• Records from a dataset

☆ ☆ ☆ ☆

//! DocChat Vector - in-process ANN index and embedding clients
//!
//! [`VectorIndex`] pairs an HNSW graph with a chunk docstore behind a single
//! `RwLock`: searches take snapshot-consistent read guards, mutations are
//! serialized through the write guard. Entry ids come from a monotonic
//! counter that survives persistence, so an id is never reused after its
//! chunk is deleted.

pub mod embedding;
pub mod hnsw;

pub use embedding::{create_embedding_client, EmbeddingClient, OllamaEmbedding, OpenAiEmbedding};
pub use hnsw::{cosine_similarity, HnswGraph};

use serde::{Deserialize, Serialize};
use std::collections::HashMap;
use std::path::Path;
use tokio::sync::RwLock;
use tracing::{debug, info};

use docchat_core::{Chunk, DocChatError, IndexConfig, Result, ScoredChunk};

/// Stable identifier of an indexed chunk
pub type EntryId = u64;

const INDEX_FILE: &str = "index.json";

/// A conjunction of metadata equality conditions.
///
/// A chunk matches when every condition key is present in its metadata with
/// exactly the given value. The empty filter matches everything.
#[derive(Debug, Clone, Default, Serialize, Deserialize)]
pub struct MetadataFilter {
    conditions: Vec<(String, String)>,
}

impl MetadataFilter {
    pub fn new() -> Self {
        Self::default()
    }

    /// Require `key` to equal `value`
    pub fn must_match(mut self, key: impl Into<String>, value: impl Into<String>) -> Self {
        self.conditions.push((key.into(), value.into()));
        self
    }

    pub fn is_empty(&self) -> bool {
        self.conditions.is_empty()
    }

    pub fn matches(&self, metadata: &HashMap<String, String>) -> bool {
        self.conditions
            .iter()
            .all(|(key, value)| metadata.get(key).map(|v| v == value).unwrap_or(false))
    }
}

/// Everything that goes to disk as one bundle
#[derive(Debug, Serialize, Deserialize)]
struct IndexState {
    graph: HnswGraph,
    docstore: HashMap<EntryId, Chunk>,
    next_id: EntryId,
    dimension: usize,
}

/// The vector index: HNSW graph plus chunk payloads.
///
/// All operations are safe to call concurrently through a shared reference.
#[derive(Debug)]
pub struct VectorIndex {
    state: RwLock<IndexState>,
}

impl VectorIndex {
    /// Create an empty index for embeddings of the given dimension
    pub fn new(dimension: usize, config: &IndexConfig) -> Self {
        let graph = HnswGraph::new(dimension, config.m, config.ef_construction, config.ef_search);
        Self {
            state: RwLock::new(IndexState {
                graph,
                docstore: HashMap::new(),
                next_id: 0,
                dimension,
            }),
        }
    }

    /// Insert chunks with their embeddings, returning the assigned ids in
    /// input order.
    ///
    /// The batch is validated up front and either fully applied or fully
    /// rejected; a dimension mismatch anywhere leaves the index unchanged.
    pub async fn insert(
        &self,
        chunks: Vec<Chunk>,
        embeddings: Vec<Vec<f32>>,
    ) -> Result<Vec<EntryId>> {
        if chunks.len() != embeddings.len() {
            return Err(DocChatError::Index(format!(
                "chunk/embedding count mismatch: {} chunks, {} embeddings",
                chunks.len(),
                embeddings.len()
            )));
        }

        let mut state = self.state.write().await;

        for embedding in &embeddings {
            if embedding.len() != state.dimension {
                return Err(DocChatError::DimensionMismatch {
                    expected: state.dimension,
                    actual: embedding.len(),
                });
            }
        }

        let mut ids = Vec::with_capacity(chunks.len());
        for (chunk, embedding) in chunks.into_iter().zip(embeddings) {
            let id = state.next_id;
            state.next_id += 1;
            state.graph.insert(id, embedding)?;
            state.docstore.insert(id, chunk);
            ids.push(id);
        }

        debug!(inserted = ids.len(), total = state.docstore.len(), "indexed chunks");
        Ok(ids)
    }

    /// Delete entries by id. Unknown ids are ignored; returns how many
    /// entries were actually removed.
    pub async fn delete(&self, ids: &[EntryId]) -> Result<usize> {
        let mut state = self.state.write().await;

        let mut removed = 0;
        for &id in ids {
            if state.graph.remove(id) {
                state.docstore.remove(&id);
                removed += 1;
            }
        }

        debug!(requested = ids.len(), removed, "deleted index entries");
        Ok(removed)
    }

    /// Find the `k` chunks most similar to `embedding`, best first.
    ///
    /// With a filter, the candidate beam is widened before filtering so that
    /// non-matching chunks never displace matching ones.
    pub async fn search(
        &self,
        embedding: &[f32],
        k: usize,
        filter: Option<&MetadataFilter>,
    ) -> Result<Vec<ScoredChunk>> {
        if k == 0 {
            return Ok(Vec::new());
        }

        let state = self.state.read().await;

        let filtering = filter.map(|f| !f.is_empty()).unwrap_or(false);
        let fetch = if filtering { k.saturating_mul(4) } else { k };
        let ef = fetch.max(state.graph.ef_search());

        let candidates = state.graph.search(embedding, fetch, ef)?;

        let mut results = Vec::with_capacity(k);
        for (id, score) in candidates {
            let chunk = match state.docstore.get(&id) {
                Some(chunk) => chunk,
                None => continue,
            };
            if let Some(f) = filter {
                if !f.matches(&chunk.metadata) {
                    continue;
                }
            }
            results.push(ScoredChunk {
                chunk: chunk.clone(),
                score,
            });
            if results.len() == k {
                break;
            }
        }

        Ok(results)
    }

    /// Number of live entries
    pub async fn len(&self) -> usize {
        self.state.read().await.docstore.len()
    }

    pub async fn is_empty(&self) -> bool {
        self.state.read().await.docstore.is_empty()
    }

    /// Dimension this index was created for
    pub async fn dimension(&self) -> usize {
        self.state.read().await.dimension
    }

    /// Write the index to `dir` as a single JSON bundle, creating the
    /// directory if needed. Overwrites any previous bundle.
    pub async fn persist(&self, dir: &Path) -> Result<()> {
        let state = self.state.read().await;

        let bytes = serde_json::to_vec(&*state)
            .map_err(|e| DocChatError::Index(format!("failed to serialize index: {e}")))?;

        tokio::fs::create_dir_all(dir).await.map_err(|e| {
            DocChatError::Index(format!("failed to create {}: {e}", dir.display()))
        })?;

        let file = dir.join(INDEX_FILE);
        tokio::fs::write(&file, bytes).await.map_err(|e| {
            DocChatError::Index(format!("failed to write {}: {e}", file.display()))
        })?;

        info!(path = %file.display(), entries = state.docstore.len(), "persisted index");
        Ok(())
    }

    /// Load a persisted index from `dir`, verifying it was built for
    /// embeddings of `dimension`.
    pub async fn load(dir: &Path, dimension: usize) -> Result<Self> {
        let file = dir.join(INDEX_FILE);
        let bytes = tokio::fs::read(&file).await.map_err(|e| {
            DocChatError::Index(format!("failed to read {}: {e}", file.display()))
        })?;

        let state: IndexState = serde_json::from_slice(&bytes)
            .map_err(|e| DocChatError::Index(format!("failed to parse {}: {e}", file.display())))?;

        if state.dimension != dimension {
            return Err(DocChatError::DimensionMismatch {
                expected: dimension,
                actual: state.dimension,
            });
        }

        info!(path = %file.display(), entries = state.docstore.len(), "loaded index");
        Ok(Self {
            state: RwLock::new(state),
        })
    }
}

#[cfg(test)]
mod tests {
    use super::*;

    fn config() -> IndexConfig {
        IndexConfig::default()
    }

    fn chunk(text: &str, source: &str) -> Chunk {
        let mut metadata = HashMap::new();
        metadata.insert("source".to_string(), source.to_string());
        Chunk::new(text, metadata)
    }

    fn unit(angle: f32) -> Vec<f32> {
        vec![angle.cos(), angle.sin()]
    }

    #[tokio::test]
    async fn test_insert_then_search() {
        let index = VectorIndex::new(2, &config());

        let ids = index
            .insert(
                vec![
                    chunk("red", "colors.md"),
                    chunk("green", "colors.md"),
                    chunk("blue", "colors.md"),
                ],
                vec![unit(0.0), unit(1.0), unit(2.0)],
            )
            .await
            .unwrap();
        assert_eq!(ids, vec![0, 1, 2]);

        let results = index.search(&unit(0.1), 2, None).await.unwrap();
        assert_eq!(results.len(), 2);
        assert_eq!(results[0].chunk.text, "red");
        assert!(results[0].score >= results[1].score);
    }

    #[tokio::test]
    async fn test_delete_is_idempotent_and_counted() {
        let index = VectorIndex::new(2, &config());
        let ids = index
            .insert(
                vec![chunk("a", "a.md"), chunk("b", "b.md")],
                vec![unit(0.0), unit(1.0)],
            )
            .await
            .unwrap();

        assert_eq!(index.delete(&[ids[0], 999]).await.unwrap(), 1);
        assert_eq!(index.delete(&[ids[0]]).await.unwrap(), 0);
        assert_eq!(index.len().await, 1);

        let results = index.search(&unit(0.0), 5, None).await.unwrap();
        assert!(results.iter().all(|r| r.chunk.text != "a"));
    }

    #[tokio::test]
    async fn test_ids_never_reused() {
        let index = VectorIndex::new(2, &config());
        let first = index
            .insert(vec![chunk("a", "a.md")], vec![unit(0.0)])
            .await
            .unwrap();
        index.delete(&first).await.unwrap();

        let second = index
            .insert(vec![chunk("b", "b.md")], vec![unit(1.0)])
            .await
            .unwrap();
        assert!(second[0] > first[0]);
    }

    #[tokio::test]
    async fn test_filter_excludes_other_sources() {
        let index = VectorIndex::new(2, &config());
        index
            .insert(
                vec![
                    chunk("from a", "a.md"),
                    chunk("from b", "b.md"),
                    chunk("also a", "a.md"),
                ],
                vec![unit(0.0), unit(0.01), unit(0.02)],
            )
            .await
            .unwrap();

        let filter = MetadataFilter::new().must_match("source", "a.md");
        let results = index.search(&unit(0.0), 10, Some(&filter)).await.unwrap();
        assert_eq!(results.len(), 2);
        assert!(results.iter().all(|r| r.chunk.source() == Some("a.md")));
    }

    #[tokio::test]
    async fn test_dimension_mismatch_rejects_whole_batch() {
        let index = VectorIndex::new(2, &config());
        let err = index
            .insert(
                vec![chunk("ok", "a.md"), chunk("bad", "a.md")],
                vec![unit(0.0), vec![1.0, 2.0, 3.0]],
            )
            .await
            .unwrap_err();
        assert!(matches!(err, DocChatError::DimensionMismatch { .. }));
        assert_eq!(index.len().await, 0);
    }

    #[tokio::test]
    async fn test_persist_and_load_round_trip() {
        let dir = tempfile::tempdir().unwrap();
        let path = dir.path().join("store");

        let index = VectorIndex::new(2, &config());
        index
            .insert(
                vec![chunk("persisted", "p.md"), chunk("gone", "g.md")],
                vec![unit(0.5), unit(2.5)],
            )
            .await
            .unwrap();
        index.delete(&[1]).await.unwrap();
        index.persist(&path).await.unwrap();

        let loaded = VectorIndex::load(&path, 2).await.unwrap();
        assert_eq!(loaded.len().await, 1);

        let results = loaded.search(&unit(0.5), 5, None).await.unwrap();
        assert_eq!(results.len(), 1);
        assert_eq!(results[0].chunk.text, "persisted");

        // Counter survives the round trip
        let ids = loaded
            .insert(vec![chunk("new", "n.md")], vec![unit(1.0)])
            .await
            .unwrap();
        assert_eq!(ids, vec![2]);
    }

    #[tokio::test]
    async fn test_load_checks_dimension() {
        let dir = tempfile::tempdir().unwrap();
        let path = dir.path().join("store");

        let index = VectorIndex::new(2, &config());
        index.persist(&path).await.unwrap();

        let err = VectorIndex::load(&path, 768).await.unwrap_err();
        assert!(matches!(
            err,
            DocChatError::DimensionMismatch {
                expected: 768,
                actual: 2
            }
        ));
    }
}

☆ ☆ ☆ ☆

• Requirement
From the entries above, print the lines beginning at the one with "Chunk::new(text, metadata)" and stopping after the one with "let results = index.search(&unit(0.0), 5, None).await.unwrap();", exactly as written and with nothing else.

• Task output
        Chunk::new(text, metadata)
    }

    fn unit(angle: f32) -> Vec<f32> {
        vec![angle.cos(), angle.sin()]
    }

    #[tokio::test]
    async fn test_insert_then_search() {
        let index = VectorIndex::new(2, &config());

        let ids = index
            .insert(
                vec![
                    chunk("red", "colors.md"),
                    chunk("green", "colors.md"),
                    chunk("blue", "colors.md"),
                ],
                vec![unit(0.0), unit(1.0), unit(2.0)],
            )
            .await
            .unwrap();
        assert_eq!(ids, vec![0, 1, 2]);

        let results = index.search(&unit(0.1), 2, None).await.unwrap();
        assert_eq!(results.len(), 2);
        assert_eq!(results[0].chunk.text, "red");
        assert!(results[0].score >= results[1].score);
    }

    #[tokio::test]
    async fn test_delete_is_idempotent_and_counted() {
        let index = VectorIndex::new(2, &config());
        let ids = index
            .insert(
                vec![chunk("a", "a.md"), chunk("b", "b.md")],
                vec![unit(0.0), unit(1.0)],
            )
            .await
            .unwrap();

        assert_eq!(index.delete(&[ids[0], 999]).await.unwrap(), 1);
        assert_eq!(index.delete(&[ids[0]]).await.unwrap(), 0);
        assert_eq!(index.len().await, 1);

        let results = index.search(&unit(0.0), 5, None).await.unwrap();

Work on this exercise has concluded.